Types of Missing Data and Analytic Examples

When planning a study, conducting an analysis or critically reviewing trial results, it is necessary to contemplate how the missing data are generated. Are certain groups more likely to having missing data? Are certain responses more likely to be missing? To assist in our approach to designing and analyzing studies in the presence of missing data, Little and Rubin [24] have identified three categories for classifying how missing data are generated: Missing Completely at Random (MCAR), Missing at Random (MAR), and Missing Not at Random (MNAR). Common examples of these missing data mechanisms are shown in Table 1 [25].

Table 1

Common examples of the three missing data mechanisms in clinical trials.

Missing Mechanism	Examples
MCAR	Administrative censoring: follow-up is terminated because the study has ended.
	Migration-study participants move and are unable to complete visits.
	Random failure of the experimental instrument (e.g. test tube break, equipment failure)
MAR	Missing data caused by features of the study design such as participants being removed from the trial if their conditions are not controlled sufficiently well according to protocol criteria.
	Dropout based on recorded side-effects.
	Dropout based on known baseline characteristics.
MNAR	Dropout based on the unobserved response (e.g., a person not responding to treatment is more likely not to provide an observation).
	Participants miss a visit because they’ve had an outcome.

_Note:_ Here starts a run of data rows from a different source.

//! Value types for the batch pipeline

use std::path::PathBuf;
use std::sync::atomic::{AtomicBool, Ordering};
use std::sync::Arc;
use std::time::Duration;

use textvox_tts::VoiceConfig;
use thiserror::Error;

/// One unit of work: input file, pre-resolved output path and the
/// voice parameters shared by the run. Created once at batch start and
/// never mutated — the output name is fixed before synthesis begins.
#[derive(Debug, Clone)]
pub struct FileJob {
    pub input_path: PathBuf,
    pub output_path: PathBuf,
    pub voice: VoiceConfig,
}

impl FileJob {
    /// Input file name for progress labels.
    pub fn input_name(&self) -> String {
        self.input_path
            .file_name()
            .map(|n| n.to_string_lossy().into_owned())
            .unwrap_or_else(|| self.input_path.display().to_string())
    }
}

/// Why a job failed, by pipeline stage.
#[derive(Error, Debug, Clone, PartialEq, Eq)]
pub enum JobFailure {
    #[error("read failed: {0}")]
    Read(String),

    #[error("synthesis failed: {0}")]
    Synthesis(String),

    #[error("write failed: {0}")]
    Write(String),

    #[error("empty or missing output")]
    Verification,
}

/// Terminal state of one job.
#[derive(Debug, Clone, PartialEq, Eq)]
pub enum JobStatus {
    Succeeded,
    Failed(JobFailure),
}

/// Result of one attempted job.
#[derive(Debug, Clone)]
pub struct ConversionOutcome {
    pub job: FileJob,
    pub status: JobStatus,
    /// Verified output size, present only on success
    pub bytes_written: Option<u64>,
    pub elapsed: Duration,
}

impl ConversionOutcome {
    pub fn is_success(&self) -> bool {
        matches!(self.status, JobStatus::Succeeded)
    }
}

/// Final tally of one batch run. `outcomes` is ordered by input
/// position; it is shorter than `total` only when the run was
/// cancelled between jobs.
#[derive(Debug, Clone, Default)]
pub struct BatchResult {
    pub total: usize,
    pub succeeded: usize,
    pub failed: usize,
    pub outcomes: Vec<ConversionOutcome>,
}

impl BatchResult {
    pub(crate) fn record(&mut self, outcome: ConversionOutcome) {
        if outcome.is_success() {
            self.succeeded += 1;
        } else {
            self.failed += 1;
        }
        self.outcomes.push(outcome);
    }

    /// True when every submitted job was attempted.
    pub fn is_complete(&self) -> bool {
        self.outcomes.len() == self.total
    }
}

/// Errors that abort a batch before any job runs. Per-job failures
/// never surface here; they become Failed outcomes instead.
#[derive(Error, Debug)]
pub enum BatchError {
    #[error("failed to create output directory {dir}: {source}")]
    OutputDir {
        dir: PathBuf,
        #[source]
        source: std::io::Error,
    },
}

/// Cooperative cancellation flag, checked between jobs. An in-flight
/// synthesis call is allowed to finish on its own first.
#[derive(Debug, Clone, Default)]
pub struct CancelFlag(Arc<AtomicBool>);

impl CancelFlag {
    pub fn new() -> Self {
        Self::default()
    }

    pub fn cancel(&self) {
        self.0.store(true, Ordering::SeqCst);
    }

    pub fn is_cancelled(&self) -> bool {
        self.0.load(Ordering::SeqCst)
    }
}
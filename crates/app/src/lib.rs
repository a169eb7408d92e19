//! TextVox batch conversion core
//!
//! Turns a list of text files into synthesized-speech audio files, one
//! output per input, through a remote TTS backend. The pipeline reads
//! each file with encoding fallback, synthesizes it, writes the audio
//! to a collision-free output name and verifies the result, tolerating
//! per-file failure and cooperative cancellation.

pub mod batch;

Missing Completely at Random

The definition of MCAR is that the likelihood of missing data is unrelated to any observed or unobserved variables. That is, the chance of missing data is the same for individuals in different treatment groups and those who have differential disease severity or treatment response. For example, a dropped test tube in a lab or an equipment failure may lead to missing data. As this is equally likely to occur in any subject in the study (i.e., regardless of treatment received, disease severity, etc.), it represents a completely random process. Subsequently, the average effect of the treatment will be the same in those with and without missing data. Other examples include missing data due to administrative censoring or migration. To illustrate, Table 2a presents results for a hypothetical weight loss trial comparing the effect of two treatments (A and B) on the outcome, improvement in body fat, which is categorized as either yes or no. A common measure of the relative effect of two treatments is the risk ratio (RR; the proportion of those in treatment A with an improvement divided by the proportion in treatment B with an improvement). In the study population, improvement in body fat was 1.5 times more likely for treatment A compared to B (i.e., RR = 1.5). The 95 percent confidence interval (1.05, 2.15) and the p-value (0.02) generated from the chi-square test show a statistically significant difference indicating that treatment A is superior to B.

Table 2

MCAR Example: Results from a hypothetical clinical trial evaluating the effect of treatment on improvement in body fat (Outcome).

a. Results from the whole study population.
	Outcome
Treatment	Y	N
				• Risk Ratio=(30/40)/(20/40)=1.5
A	30	10	40	• SE(Ln(RR))=0.18
B	20	20	40	• 95% CI =1.05,2.15
	50	30	80	• Chi-Square=5.33 P=0.02

b. Results from completers following 30% missing data from a Missing Completely At Random Mechanism (MCAR)*.
	Outcome
Treatment	Y	N
				• Risk Ratio=(21/28)/(14/28)=1.5
A	21	7	28	• SE(Ln(RR))=0.22
B	14	14	28	• 95% CI =0.98,2.30
	35	21	56	• Chi-Square=3.73 P=0.053

*Each cell from Table 2a is multiplied by 70% to obtain 30% missing data from an MCAR mechanism in Table 2b.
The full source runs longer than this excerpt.